Le vieil homme entretenait les jardins du château, veillait sur les ouvriers du verger ou permettait aux plus lettrés d'accéder aux milliers d'ouvrages de la bibliothèque. Chaque famille le connaissait et le respectait.

Un cadre du parti profita bientôt de la réquisition. On fit venir de Varsovie du personnel de maison et les commerces du village continuèrent à prospérer.

C'était pourtant l'époque où une immense tour était édifiée au-dessus de la capitale dévastée, et de nombreux Polonais manquaient pratiquement de tout.

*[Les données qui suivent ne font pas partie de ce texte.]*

pub mod directive;
pub mod event_result;
pub mod game_save;
pub mod game_state;
pub mod message;
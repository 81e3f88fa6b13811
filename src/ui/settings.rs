use serde::{Deserialize, Serialize};
use egui::Color32;
use std::collections::HashMap;

#[derive(Debug, Serialize, Deserialize, Clone, PartialEq)]
pub struct UiSettings {
    pub ui_scale: f32,

    // Speaker → color mapping
    pub speaker_colors: HashMap<String, [u8; 4]>,
}

impl Default for UiSettings {
    fn default() -> Self {
        let mut speaker_colors = HashMap::new();

        speaker_colors.insert("Player".into(), [40, 70, 120, 255]);
        speaker_colors.insert("DungeonMaster".into(), [40, 90, 60, 255]);
        speaker_colors.insert("System".into(), [80, 80, 80, 255]);

        Self {
            ui_scale: 1.0,
            speaker_colors,
        }
    }
}

impl UiSettings {
    pub fn color(&self, key: &str) -> Color32 {
        self.speaker_colors
            .get(key)
            .map(|c| Color32::from_rgba_unmultiplied(c[0], c[1], c[2], c[3]))
            .unwrap_or(Color32::DARK_GRAY)
    }

    pub fn set_color(&mut self, key: &str, color: Color32) {
        self.speaker_colors.insert(
            key.to_string(),
            [color.r(), color.g(), color.b(), color.a()],
        );
    }
}

#[cfg(test)]
mod tests {
    use super::*;

    #[test]
    fn unknown_speakers_fall_back_to_gray() {
        assert_eq!(UiSettings::default().color("Bard"), Color32::DARK_GRAY);
    }

    #[test]
    fn set_color_overrides() {
        let mut settings = UiSettings::default();
        settings.set_color("Player", Color32::from_rgb(1, 2, 3));
        assert_eq!(settings.color("Player"), Color32::from_rgb(1, 2, 3));
    }
}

Le responsable local supervisa bientôt aussi le marché noir. Chaque jour, d'obscurs visiteurs multipliaient les allées et venues dans des limousines qui franchissaient à vive allure le second portail qui donnait sur la forêt.

Evel Etsek avait pu s'installer dans une petite maison située à l'angle du rynek. Il offrit bien ses services pour reprendre en main l'atelier de théâtre avec des classiques russes et des auteurs populaires, mais ils appartenaient à un temps que l'on était décidé à oublier. 

Son fils Pavel, qui venait de terminer ses études de médecine, pouvait heureusement lui venir en aide. Sa fille Lieba adhérait pour sa part pleinement aux nouvelles ambitions du pays.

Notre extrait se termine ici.